METHODS: In the randomised, double-blind PARADIGM-HF trial, the effects of sacubitril/valsartan (97 mg/103 mg twice daily) were compared with enalapril (10 mg twice daily) in 8399 patients with mild-to-moderate chronic heart failure and systolic dysfunction. In this secondary intention-to-treat analysis, we assessed the change in estimated glomerular filtration rate (eGFR) over a 44-month follow-up period in patients with (n=3784) and those without (n=4615) diabetes. PARADIGM-HF is registered with ClinicalTrials.gov, number NCT01035255.

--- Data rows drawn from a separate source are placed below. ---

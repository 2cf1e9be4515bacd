use crate::error::HierarchyError;
use crate::structs::{FlattenedShape, PathGeometry, ShapeKind};
use layout3d_core::geom::Vec2;
use layout3d_core::model::{GeometryElement, Library, Strans};
use layout3d_core::report::FlattenStats;
use nalgebra::{Matrix3, Point2, Vector2};
use std::collections::HashSet;
use tracing::debug;

/// Homogeneous 2D affine placement accumulated along a reference chain.
#[derive(Debug, Clone, Copy, PartialEq)]
pub struct Placement {
    matrix: Matrix3<f64>,
    magnification: f64,
}

impl Placement {
    pub fn identity() -> Self {
        Self {
            matrix: Matrix3::identity(),
            magnification: 1.0,
        }
    }

    /// Local placement of one reference: mirror, magnify, rotate, then translate.
    pub fn from_reference(origin: Vec2, strans: &Strans) -> Self {
        let mirror = if strans.mirror_x {
            Matrix3::new_nonuniform_scaling(&Vector2::new(1.0, -1.0))
        } else {
            Matrix3::identity()
        };
        let scale = Matrix3::new_scaling(strans.magnification);
        let rotate = Matrix3::new_rotation(strans.angle_deg.to_radians());
        let translate = Matrix3::new_translation(&Vector2::new(origin.x, origin.y));
        Self {
            matrix: translate * rotate * scale * mirror,
            magnification: strans.magnification.abs(),
        }
    }

    /// Places `child` inside `self`: the child's transform is applied first.
    pub fn then(&self, child: &Placement) -> Self {
        Self {
            matrix: self.matrix * child.matrix,
            magnification: self.magnification * child.magnification,
        }
    }

    pub fn apply(&self, p: Vec2) -> Vec2 {
        let q = self.matrix.transform_point(&Point2::new(p.x, p.y));
        Vec2::new(q.x, q.y)
    }

    pub fn apply_all(&self, points: &[Vec2]) -> Vec<Vec2> {
        points.iter().map(|p| self.apply(*p)).collect()
    }

    pub fn magnification(&self) -> f64 {
        self.magnification
    }
}

#[derive(Debug, Clone, Default)]
pub struct FlattenOutput {
    pub shapes: Vec<FlattenedShape>,
    pub stats: FlattenStats,
}

enum Work {
    Enter {
        structure: usize,
        placement: Placement,
        depth: usize,
    },
    Exit,
}

/// Resolves every reference below the start structure(s) into absolute leaf shapes.
///
/// With no `start`, every top-level structure is flattened in library order.
/// References deeper than `max_depth` are dropped and counted in
/// [`FlattenStats::references_truncated`]; `Some(0)` keeps only the start
/// structures' own shapes.
pub fn flatten(
    library: &Library,
    start: Option<&str>,
    max_depth: Option<usize>,
) -> Result<FlattenOutput, HierarchyError> {
    let roots: Vec<usize> = match start {
        Some(name) => vec![library
            .structure_index(name)
            .ok_or_else(|| HierarchyError::StartNotFound(name.to_string()))?],
        None => {
            if library.structures.is_empty() {
                return Ok(FlattenOutput::default());
            }
            let tops = library.top_structures();
            if tops.is_empty() {
                return Err(HierarchyError::NoTopStructure(library.name.clone()));
            }
            tops.iter()
                .filter_map(|s| library.structure_index(&s.name))
                .collect()
        }
    };

    let mut out = FlattenOutput::default();
    let mut path: Vec<usize> = Vec::new();
    let mut on_path: HashSet<usize> = HashSet::new();
    let mut stack: Vec<Work> = roots
        .into_iter()
        .rev()
        .map(|structure| Work::Enter {
            structure,
            placement: Placement::identity(),
            depth: 0,
        })
        .collect();

    while let Some(work) = stack.pop() {
        let (idx, placement, depth) = match work {
            Work::Exit => {
                if let Some(done) = path.pop() {
                    on_path.remove(&done);
                }
                continue;
            }
            Work::Enter {
                structure,
                placement,
                depth,
            } => (structure, placement, depth),
        };

        let structure = &library.structures[idx];
        path.push(idx);
        on_path.insert(idx);
        stack.push(Work::Exit);
        out.stats.structures_visited += 1;

        let mut children = Vec::new();
        for element in &structure.elements {
            let (name, instances) = match element {
                GeometryElement::StructureRef(r) => (
                    r.name.as_str(),
                    vec![Placement::from_reference(r.origin, &r.strans)],
                ),
                GeometryElement::ArrayRef(a) => {
                    let mut instances = Vec::with_capacity(usize::from(a.columns) * usize::from(a.rows));
                    for col in 0..a.columns {
                        for row in 0..a.rows {
                            instances
                                .push(Placement::from_reference(a.instance_origin(col, row), &a.strans));
                        }
                    }
                    (a.name.as_str(), instances)
                }
                leaf => {
                    emit_leaf(leaf, &placement, &mut out);
                    continue;
                }
            };

            if max_depth.is_some_and(|max| depth >= max) {
                out.stats.references_truncated += instances.len();
                continue;
            }

            let target = library.structure_index(name).ok_or_else(|| {
                HierarchyError::UnresolvedReference {
                    parent: structure.name.clone(),
                    name: name.to_string(),
                }
            })?;

            if on_path.contains(&target) {
                let mut chain: Vec<String> = path
                    .iter()
                    .map(|&i| library.structures[i].name.clone())
                    .collect();
                chain.push(name.to_string());
                return Err(HierarchyError::CircularReference { chain });
            }

            for local in instances {
                out.stats.references_expanded += 1;
                children.push(Work::Enter {
                    structure: target,
                    placement: placement.then(&local),
                    depth: depth + 1,
                });
            }
        }
        stack.extend(children.into_iter().rev());
    }

    debug!(
        shapes = out.shapes.len(),
        structures = out.stats.structures_visited,
        truncated = out.stats.references_truncated,
        "flattened hierarchy"
    );
    Ok(out)
}

fn emit_leaf(element: &GeometryElement, placement: &Placement, out: &mut FlattenOutput) {
    let shape = match element {
        GeometryElement::Boundary(b) | GeometryElement::Box(b) => FlattenedShape {
            kind: ShapeKind::Boundary,
            key: b.key,
            points: placement.apply_all(&b.points),
        },
        GeometryElement::Path(p) => {
            let mag = placement.magnification();
            // Negative widths are absolute and ignore magnification.
            let width = if p.width < 0.0 { -p.width } else { p.width * mag };
            FlattenedShape {
                kind: ShapeKind::Path(PathGeometry {
                    width,
                    path_type: p.path_type,
                    begin_extension: p.begin_extension.map(|e| e * mag),
                    end_extension: p.end_extension.map(|e| e * mag),
                }),
                key: p.key,
                points: placement.apply_all(&p.points),
            }
        }
        GeometryElement::Text(t) => FlattenedShape {
            kind: ShapeKind::Text(t.text.clone()),
            key: t.key,
            points: vec![placement.apply(t.position)],
        },
        GeometryElement::Node(_) => {
            out.stats.nodes_skipped += 1;
            return;
        }
        GeometryElement::StructureRef(_) | GeometryElement::ArrayRef(_) => return,
    };
    out.stats.shapes_emitted += 1;
    out.shapes.push(shape);
}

FINDINGS: eGFR decreased by 1·1 mL/min per 1·73 m 2 per year (95% CI 1·0–1·2) in patients without diabetes, but by 2·0 mL/min per 1·73 m 2 per year (1·9–2·1) in those with diabetes (p<0·0001). Compared with patients treated with enalapril, those treated with sacubitril/valsartan had a slower rate of decline in eGFR (−1·3 vs −1·8 mL/min per 1·73 m 2 per year; p<0·0001), and the magnitude of the benefit was larger in patients with versus those without diabetes (difference 0·6 mL/min per 1·73 m 2 per year [95% CI 0·4–0·8] in patients with vs 0·3 mL/min per 1·73 m 2 per year [0·2–0·5] in those without diabetes; p interaction=0·038). The greater effect of neprilysin inhibition in patients with diabetes could not be explained by the effects of treatment on the course of heart failure or on HbA 1c. The incremental benefit of sacubitril/valsartan in patients with diabetes was no longer apparent when changes in eGFR were adjusted for urinary cyclic guanosine monophosphate (p=0·41).
INTERPRETATION: In patients in whom the renin-angiotensin system is already maximally blocked, the addition of neprilysin inhibition attenuates the effect of diabetes to accelerate the deterioration of renal function that occurs in patients with chronic heart failure.